The case of State v. Hand did not involve an OVI, but the decision will apply to OVI convictions. Hand was convicted of Aggravated Burglary, Aggravated Robbery, Kidnapping and Felonious Assault. Those offenses are categorized as first degree felonies and second degree felonies. Ohio Revised Code section 2929.13(F)(6) says the judge must impose a mandatory prison term for first and second degree felonies if the defendant has a prior conviction for a first or second degree felony. Ohio Revised Code section 2901.08(A) says a juvenile adjudication for a criminal offense or traffic offense is a ‘conviction’ for purposes of determining the sentence in a later conviction. Relying on those two Ohio Revised Code sections, the judge imposed a mandatory prison term.
Hand appealed the judge’s sentence, and the case was ultimately heard by the Ohio Supreme Court.

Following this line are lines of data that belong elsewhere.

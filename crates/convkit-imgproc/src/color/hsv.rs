use crate::parallel;
use convkit_image::{Image, ImageError};

fn check_three_channels(src: &Image, dst: &Image) -> Result<(), ImageError> {
    if src.num_channels() != 3 {
        return Err(ImageError::InvalidChannelCount(src.num_channels(), 3));
    }

    if dst.num_channels() != 3 {
        return Err(ImageError::InvalidChannelCount(dst.num_channels(), 3));
    }

    if src.size() != dst.size() {
        return Err(ImageError::InvalidImageSize(
            src.cols(),
            src.rows(),
            dst.cols(),
            dst.rows(),
        ));
    }

    Ok(())
}

/// Convert an HSV image to an RGB image.
///
/// The input image is assumed to have 3 channels in the order H, S, V, all in
/// the range [0, 1]. The hue is a fraction of a full turn and wraps around, so
/// a hue of 1 is the same red as a hue of 0.
///
/// # Arguments
///
/// * `src` - The input HSV image assumed to have 3 channels.
/// * `dst` - The output RGB image with channels in the range [0, 1].
///
/// Precondition: the input and output images must have 3 channels.
/// Precondition: the input and output images must have the same size.
///
/// # Example
///
/// ```
/// use convkit_image::Image;
/// use convkit_imgproc::color::rgb_from_hsv;
///
/// // pure green: hue 1/3, full saturation and value
/// let hsv = Image::new([1, 1].into(), 3, vec![1.0 / 3.0, 1.0, 1.0]).unwrap();
/// let mut rgb = hsv.zeros_like();
///
/// rgb_from_hsv(&hsv, &mut rgb).unwrap();
///
/// assert!(rgb.get_pixel(0, 0, 0).unwrap() < 1e-5);
/// assert_eq!(rgb.get_pixel(0, 0, 1).unwrap(), 1.0);
/// ```
pub fn rgb_from_hsv(src: &Image, dst: &mut Image) -> Result<(), ImageError> {
    check_three_channels(src, dst)?;

    parallel::par_map_pixels3(src, dst, |[h, s, v]| {
        // rem_euclid of a tiny negative hue rounds up to 1.0
        let h6 = h.rem_euclid(1.0) * 6.0;
        let h6 = if h6 >= 6.0 { 0.0 } else { h6 };
        let sector = h6.floor();
        let f = h6 - sector;

        let p = v * (1.0 - s);
        let q = v * (1.0 - f * s);
        let t = v * (1.0 - (1.0 - f) * s);

        match sector as u32 {
            0 => [v, t, p],
            1 => [q, v, p],
            2 => [p, v, t],
            3 => [p, q, v],
            4 => [t, p, v],
            _ => [v, p, q],
        }
    });

    Ok(())
}

/// Convert an RGB image to an HSV image.
///
/// The input image is assumed to have 3 channels in the order R, G, B in the
/// range [0, 1].
///
/// # Arguments
///
/// * `src` - The input RGB image assumed to have 3 channels.
/// * `dst` - The output HSV image.
///
/// # Returns
///
/// The HSV image with the following channels:
///
/// * H: The hue channel in the range [0, 1) (0-360 degrees).
/// * S: The saturation channel in the range [0, 1].
/// * V: The value channel in the range [0, 1].
///
/// Precondition: the input and output images must have 3 channels.
/// Precondition: the input and output images must have the same size.
pub fn hsv_from_rgb(src: &Image, dst: &mut Image) -> Result<(), ImageError> {
    check_three_channels(src, dst)?;

    parallel::par_map_pixels3(src, dst, |[r, g, b]| {
        let max = r.max(g).max(b);
        let min = r.min(g).min(b);
        let delta = max - min;

        let h = if delta == 0.0 {
            0.0
        } else if max == r {
            (g - b) / delta
        } else if max == g {
            (b - r) / delta + 2.0
        } else {
            (r - g) / delta + 4.0
        };

        // Ensure h is in the range [0, 1)
        let h = h / 6.0;
        let h = if h < 0.0 { h + 1.0 } else { h };

        let s = if max == 0.0 { 0.0 } else { delta / max };

        [h, s, max]
    });

    Ok(())
}
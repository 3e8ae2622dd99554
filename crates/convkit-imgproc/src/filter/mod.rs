//! Filter operations
//!
//! This module provides the kernel factory and the spatial filters built on it.

/// Filter kernels
pub mod kernels;

/// Spatial convolution
mod convolution;
pub use convolution::*;

/// Edge preserving smoothing
mod bilateral;
pub use bilateral::*;
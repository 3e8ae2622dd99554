mod hsv;

pub use hsv::{hsv_from_rgb, rgb_from_hsv};
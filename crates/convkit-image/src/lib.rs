#![deny(missing_docs)]
#![doc = env!("CARGO_PKG_DESCRIPTION")]

/// image representation for image filtering purposes.
pub mod image;

/// Error types for the image module.
pub mod error;

pub use crate::error::ImageError;
pub use crate::image::{Image, ImageSize};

The Court noted the juvenile justice system is different than the adult criminal justice system. Juvenile case dispositions are intended to be “civil and rehabilitative”, while adult sentencing is “criminal and punitive”. The court also noted that, while juveniles are afforded most of the same Constitutional rights as adults, there is one right not required in juvenile court proceedings: trial by jury.
The interplay between the right to a jury trial and sentence enhancement was addressed by the United States Supreme Court in two cases before the Hand case. In those cases, the U.S. Supreme Court held any facts increasing a maximum sentence or minimum mandatory sentence must be submitted to a jury and found beyond a reasonable doubt. One exception to this rule is prior convictions: prior convictions may be used to enhance sentences without being submitted to a jury.
This exception for prior convictions was analyzed by the Ohio Supreme Court in the Hand case. According to that analysis, prior convictions may be used to enhance a sentence because the prior conviction resulted from a proceeding in which the defendant had the right to a jury trial. But a person’s prior adjudication as a juvenile did not involve the right to a jury trial. Therefore, that adjudication for a juvenile offense cannot serve as a ‘prior conviction’ to enhance a minimum sentence or maximum sentence. As a result of this analysis, the Ohio Supreme Court held Revised Code section 2901.08(A) is unconstitutional.
The Hand decision can have a significant impact in an OVI case where the defendant has a prior OVI as a juvenile. For example, suppose a defendant with an OVI as a juvenile is charged with a second OVI within six years* and refuses a breath test. If the juvenile OVI is counted as a prior conviction, the minimum jail sentence is 20 days. If the juvenile OVI is not counted as a prior conviction, the minimum jail sentence is three days and can be served in a Driver Intervention Program at a hotel.
It should be kept in mind that a juvenile OVI adjudication may still affect a defendant’s sentence in a subsequent OVI. Although the juvenile OVI cannot enhance the minimum mandatory sentence, the judge can still consider the juvenile OVI in determining the appropriate sentence. There is a wide range of possible sentences. In a first offense, for example, the jail sentence can be as little as three days or as much as 180 days. A quick summary of OVI sentencing can be seen in this OVI sentencing table.
I agree with the Court’s decision and rationale in Hand. It seems fundamentally unfair to use a juvenile adjudication for subsequent sentence enhancement. I commend the defense attorney who appealed Hand’s sentence. The attorney demonstrated skilled lawyering to help the Ohio Supreme Court recognize and correct this fundamental unfairness.
*The ‘lookback period’ for enhancing OVI sentences was increased to ten years on April 6, 2017.